The defamation case was based on an interview between ABC anchor George Stephanopoulos and Representative Nancy Mace, a Republican from South Carolina. Stephanopoulos questioned Mace, a survivor of rape and an outspoken advocate for survivors of sexual assaults, about her endorsement of Trump. In the interview, Stephanopoulos said that “Donald Trump has been found liable for rape by a jury. Donald Trump has been found liable for defaming the victim of that rape by a jury.”
Trump sued for defamation on the ground that he had not been found liable for rape. But he had twice been found liable by a jury of sexual battery against Carroll. In May 2023, a jury found that Trump sexually abused Jean Carrol and awarded $5 million for battery and defamation. The judge, in August 2023, dismissed a countersuit by Trump and said that the claim Trump raped Carroll was “substantially true.” The judge wrote that Trump “raped” her in the broader sense of that word, as people generally understand it, though not as it is narrowly defined by New York state law. To be more specific, Judge Kaplan explained that the jury found that Trump sexually penetrated Carroll with his fingers and without her consent, sufficient for rape under federal law but not New York law. Indeed, what Trump did, as Judge Kaplan recognized, generally would be regarded as rape.
In light of these findings, it is very difficult to see how Trump could have prevailed in his defamation suit against ABC News.
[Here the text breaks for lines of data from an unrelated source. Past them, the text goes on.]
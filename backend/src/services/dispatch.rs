//! Dispatch log queries
//!
//! Dispatches are a derived, read-oriented projection of invoice lines.
//! Rows are created by the invoice engine at issuance time (or by the
//! reconciliation job for historical gaps); this service only reads them.

use chrono::{DateTime, Utc};
use rust_decimal::Decimal;
use sqlx::types::Json;
use sqlx::{FromRow, PgPool};
use uuid::Uuid;

use shared::{Dispatch, TransportDetails};

use crate::error::{AppError, AppResult};

/// Read-side service over the dispatch log
#[derive(Clone)]
pub struct DispatchService {
    db: PgPool,
}

#[derive(Debug, FromRow)]
struct DispatchRow {
    id: Uuid,
    invoice_id: Uuid,
    invoice_no: String,
    product_id: Uuid,
    product_name: String,
    quantity: Decimal,
    location: String,
    transport: Json<TransportDetails>,
    created_at: DateTime<Utc>,
}

impl From<DispatchRow> for Dispatch {
    fn from(row: DispatchRow) -> Self {
        Dispatch {
            id: row.id,
            invoice_id: row.invoice_id,
            invoice_no: row.invoice_no,
            product_id: row.product_id,
            product_name: row.product_name,
            quantity: row.quantity,
            location: row.location,
            transport: row.transport.0,
            created_at: row.created_at,
        }
    }
}

impl DispatchService {
    /// Create a new DispatchService instance
    pub fn new(db: PgPool) -> Self {
        Self { db }
    }

    /// List dispatches, newest first, optionally filtered by origin location.
    pub async fn list_dispatches(&self, location: Option<String>) -> AppResult<Vec<Dispatch>> {
        let rows = sqlx::query_as::<_, DispatchRow>(
            r#"
            SELECT id, invoice_id, invoice_no, product_id, product_name,
                   quantity, location, transport, created_at
            FROM dispatches
            WHERE $1::text IS NULL OR location = $1
            ORDER BY created_at DESC
            "#,
        )
        .bind(location)
        .fetch_all(&self.db)
        .await?;

        Ok(rows.into_iter().map(Dispatch::from).collect())
    }

    /// Dispatches belonging to one invoice. An unknown invoice is an error,
    /// distinct from a known invoice whose dispatches have not been
    /// backfilled yet.
    pub async fn get_by_invoice(&self, invoice_id: Uuid) -> AppResult<Vec<Dispatch>> {
        let exists =
            sqlx::query_scalar::<_, bool>("SELECT EXISTS(SELECT 1 FROM invoices WHERE id = $1)")
                .bind(invoice_id)
                .fetch_one(&self.db)
                .await?;

        if !exists {
            return Err(AppError::NotFound("Invoice".to_string()));
        }

        let rows = sqlx::query_as::<_, DispatchRow>(
            r#"
            SELECT id, invoice_id, invoice_no, product_id, product_name,
                   quantity, location, transport, created_at
            FROM dispatches
            WHERE invoice_id = $1
            ORDER BY created_at
            "#,
        )
        .bind(invoice_id)
        .fetch_all(&self.db)
        .await?;

        Ok(rows.into_iter().map(Dispatch::from).collect())
    }
}
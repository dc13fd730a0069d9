//! Dispatch location registry models

use serde::{Deserialize, Serialize};

/// Kinds of stock-holding sites.
#[derive(Debug, Clone, Copy, Serialize, Deserialize, PartialEq, Eq)]
#[serde(rename_all = "snake_case")]
pub enum LocationType {
    Warehouse,
    Plant,
    Yard,
    Store,
}

impl LocationType {
    pub fn as_str(&self) -> &'static str {
        match self {
            LocationType::Warehouse => "warehouse",
            LocationType::Plant => "plant",
            LocationType::Yard => "yard",
            LocationType::Store => "store",
        }
    }

    pub fn parse(s: &str) -> Option<Self> {
        match s {
            "warehouse" => Some(LocationType::Warehouse),
            "plant" => Some(LocationType::Plant),
            "yard" => Some(LocationType::Yard),
            "store" => Some(LocationType::Store),
            _ => None,
        }
    }
}

/// A dispatch location. The name doubles as the key of every product's
/// per-location stock map, so it is unique and treated as immutable.
#[derive(Debug, Clone, Serialize, Deserialize)]
pub struct Location {
    pub name: String,
    pub location_type: LocationType,
    /// Inactive locations are excluded from dispatch selection.
    pub active: bool,
    pub invoice_prefix: String,
    /// Per-location monotonic counter feeding the `prefix-counter` proposal.
    pub next_invoice_number: i64,
}

impl Location {
    /// The advisory invoice number this location would assign next.
    pub fn proposed_invoice_no(&self) -> String {
        format!("{}-{}", self.invoice_prefix, self.next_invoice_number)
    }
}

/// Input for registering or editing a location.
#[derive(Debug, Clone, Deserialize)]
pub struct UpsertLocationInput {
    pub name: String,
    pub location_type: LocationType,
    pub active: Option<bool>,
    pub invoice_prefix: Option<String>,
}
It is also hard to see how it can be said that Stephanopoulos spoke with actual malice, that is, he knew his statement to be false or acted with reckless disregard of the truth.
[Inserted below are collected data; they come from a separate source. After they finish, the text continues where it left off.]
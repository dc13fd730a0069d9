//! Reconciliation job
//!
//! Idempotent batch repair for historical invoices: regenerates missing
//! dispatch rows from the invoice items (keeping the invoice's original
//! timestamp) and backfills a missing items summary. Each invoice is
//! repaired independently and outside any cross-invoice transaction, so
//! the job is safe to retry or interrupt; one invoice's failure never
//! aborts the batch.

use sqlx::types::Json;
use sqlx::PgPool;

use shared::ItemSummary;

use crate::error::AppResult;
use crate::services::invoice::{InvoiceItemRow, InvoiceRow};

/// Batch repair service for derived invoice records
#[derive(Clone)]
pub struct ReconciliationService {
    db: PgPool,
}

impl ReconciliationService {
    /// Create a new ReconciliationService instance
    pub fn new(db: PgPool) -> Self {
        Self { db }
    }

    /// Scan all invoices and create dispatch rows for those with none.
    /// Returns the number of invoices backfilled.
    pub async fn backfill_dispatches(&self) -> AppResult<u64> {
        let invoices = sqlx::query_as::<_, InvoiceRow>(
            r#"
            SELECT id, invoice_no, customer_id, customer_name, from_location,
                   subtotal, tax_amount, total_amount, taxable_value,
                   transport, items_summary, status, created_at
            FROM invoices
            ORDER BY created_at
            "#,
        )
        .fetch_all(&self.db)
        .await?;

        tracing::info!(invoices = invoices.len(), "starting dispatch backfill");

        let mut processed = 0u64;
        for invoice in &invoices {
            match self.backfill_invoice(invoice).await {
                Ok(true) => processed += 1,
                Ok(false) => {}
                Err(err) => {
                    tracing::warn!(
                        invoice_no = %invoice.invoice_no,
                        error = %err,
                        "dispatch backfill failed for invoice; continuing"
                    );
                }
            }
        }

        tracing::info!(processed, "dispatch backfill finished");
        Ok(processed)
    }

    /// Repair a single invoice. Returns true when dispatch rows were missing.
    async fn backfill_invoice(&self, invoice: &InvoiceRow) -> AppResult<bool> {
        let existing = sqlx::query_scalar::<_, i64>(
            "SELECT COUNT(*) FROM dispatches WHERE invoice_id = $1",
        )
        .bind(invoice.id)
        .fetch_one(&self.db)
        .await?;

        let mut backfilled = false;
        if existing == 0 {
            let items = self.invoice_items(invoice).await?;
            for item in &items {
                sqlx::query(
                    r#"
                    INSERT INTO dispatches (
                        invoice_id, invoice_no, product_id, product_name,
                        quantity, location, transport, created_at
                    )
                    VALUES ($1, $2, $3, $4, $5, $6, $7, $8)
                    "#,
                )
                .bind(invoice.id)
                .bind(&invoice.invoice_no)
                .bind(item.product_id)
                .bind(&item.product_name)
                .bind(item.quantity)
                .bind(&invoice.from_location)
                .bind(&invoice.transport)
                // Keep the original issuance date, not "now"
                .bind(invoice.created_at)
                .execute(&self.db)
                .await?;
            }
            backfilled = true;
        }

        if invoice.items_summary.is_none() {
            let items = self.invoice_items(invoice).await?;
            let summary: Vec<ItemSummary> = items
                .iter()
                .map(|item| ItemSummary {
                    product_name: item.product_name.clone(),
                    quantity: item.quantity,
                    price: item.price,
                })
                .collect();

            sqlx::query("UPDATE invoices SET items_summary = $1 WHERE id = $2")
                .bind(Json(&summary))
                .bind(invoice.id)
                .execute(&self.db)
                .await?;
        }

        Ok(backfilled)
    }

    async fn invoice_items(&self, invoice: &InvoiceRow) -> AppResult<Vec<InvoiceItemRow>> {
        let items = sqlx::query_as::<_, InvoiceItemRow>(
            r#"
            SELECT id, invoice_id, product_id, product_name, quantity, price, created_at
            FROM invoice_items
            WHERE invoice_id = $1
            ORDER BY created_at
            "#,
        )
        .bind(invoice.id)
        .fetch_all(&self.db)
        .await?;

        Ok(items)
    }
}
//! Route definitions for the ChemStock inventory and dispatch API

use axum::{
    routing::{get, post, put},
    Router,
};

use crate::{handlers, AppState};

/// Create API routes
pub fn api_routes() -> Router<AppState> {
    Router::new()
        // Product catalogue
        .nest("/products", product_routes())
        // Customer registry
        .nest("/customers", customer_routes())
        // Stock adjustments and the movement ledger
        .nest("/stock", stock_routes())
        // Invoice issuance and lookups
        .nest("/invoices", invoice_routes())
        // Dispatch log
        .nest("/dispatches", dispatch_routes())
        // Location registry
        .nest("/locations", location_routes())
        // Maintenance jobs
        .nest("/maintenance", maintenance_routes())
}

/// Product catalogue routes
fn product_routes() -> Router<AppState> {
    Router::new()
        .route("/", get(handlers::list_products).post(handlers::create_product))
        .route("/low-stock", get(handlers::list_low_stock_products))
        .route(
            "/:product_id",
            get(handlers::get_product)
                .put(handlers::update_product)
                .delete(handlers::delete_product),
        )
}

/// Customer registry routes
fn customer_routes() -> Router<AppState> {
    Router::new()
        .route("/", get(handlers::list_customers).post(handlers::create_customer))
        .route(
            "/:customer_id",
            put(handlers::update_customer).delete(handlers::delete_customer),
        )
}

/// Stock adjustment routes
fn stock_routes() -> Router<AppState> {
    Router::new()
        .route("/entries", post(handlers::add_stock))
        .route("/corrections", post(handlers::update_stock_level))
        .route("/transfers", get(handlers::list_transfers).post(handlers::transfer_stock))
        .route("/movements", get(handlers::list_movements))
}

/// Invoice routes
fn invoice_routes() -> Router<AppState> {
    Router::new()
        .route("/", get(handlers::list_invoices).post(handlers::issue_invoice))
        .route("/:invoice_id", get(handlers::get_invoice))
        .route("/:invoice_id/items", get(handlers::get_invoice_items))
        .route("/:invoice_id/dispatches", get(handlers::get_invoice_dispatches))
}

/// Dispatch log routes
fn dispatch_routes() -> Router<AppState> {
    Router::new().route("/", get(handlers::list_dispatches))
}

/// Location registry routes
fn location_routes() -> Router<AppState> {
    Router::new()
        .route("/", get(handlers::list_locations).put(handlers::upsert_location))
        .route("/:name/next-invoice-no", get(handlers::next_invoice_no))
}

/// Maintenance routes
fn maintenance_routes() -> Router<AppState> {
    Router::new().route("/backfill-dispatches", post(handlers::backfill_dispatches))
}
In January 2025, Meta agreed to a $25 million settlement with Trump – with $22 million going to the Trump library and $3 million to pay his legal fees – for another frivolous lawsuit. Trump had sued Facebook and Instagram for violating the First Amendment by barring him from those platforms after January 6. But Facebook and Instagram are private entities, and the First Amendment does not apply to them at all. Any first year law student knows that. But Meta capitulated rather than litigate against the President.
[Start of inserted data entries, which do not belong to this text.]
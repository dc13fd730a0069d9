//! HTTP handlers for product catalog endpoints

use axum::{
    extract::{Path, State},
    Json,
};
use uuid::Uuid;

use shared::{CreateProductInput, Product, UpdateProductInput};

use crate::error::AppResult;
use crate::services::ProductService;
use crate::AppState;

fn service(state: &AppState) -> ProductService {
    ProductService::new(state.db.clone(), state.config.ledger.low_stock_threshold)
}

/// Add a product to the catalog
pub async fn create_product(
    State(state): State<AppState>,
    Json(input): Json<CreateProductInput>,
) -> AppResult<Json<Product>> {
    let product = service(&state).create_product(input).await?;
    Ok(Json(product))
}

/// List all products
pub async fn list_products(State(state): State<AppState>) -> AppResult<Json<Vec<Product>>> {
    let products = service(&state).list_products().await?;
    Ok(Json(products))
}

/// Products at or below their low-stock threshold
pub async fn list_low_stock_products(
    State(state): State<AppState>,
) -> AppResult<Json<Vec<Product>>> {
    let products = service(&state).low_stock_products().await?;
    Ok(Json(products))
}

/// Get a product by ID
pub async fn get_product(
    State(state): State<AppState>,
    Path(product_id): Path<Uuid>,
) -> AppResult<Json<Product>> {
    let product = service(&state).get_product(product_id).await?;
    Ok(Json(product))
}

/// Edit product master data
pub async fn update_product(
    State(state): State<AppState>,
    Path(product_id): Path<Uuid>,
    Json(input): Json<UpdateProductInput>,
) -> AppResult<Json<Product>> {
    let product = service(&state).update_product(product_id, input).await?;
    Ok(Json(product))
}

/// Delete a product
pub async fn delete_product(
    State(state): State<AppState>,
    Path(product_id): Path<Uuid>,
) -> AppResult<Json<()>> {
    service(&state).delete_product(product_id).await?;
    Ok(Json(()))
}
Most recently, on July 2, it was announced that Paramount Global would pay $16 million to settle Trump’s lawsuit which alleged that “60 Minutes” had deceptively edited an interview with Kamala Harris to favor her during the 2024 presidential election campaign. Trump had sued for $20 billion. Again, the suit was groundless. The First Amendment protects the discretion of news stations in how to present stories. But perhaps Paramount settled because it wants Federal Communication Commission approval of its proposed $8.4 billion merger with Skydance Media. On Tuesday, July 22, President Trump bragged of the settlement and said that there could be another $20 million forthcoming.
The pattern is very disturbing. Trump files groundless suits against the media, and, time after time, they cave rather than litigate. It, of course, is possible that the Wall Street Journal could do this too. But my hope is that this time the media will fight back and help end Trump’s efforts to intimidate the press once and for all.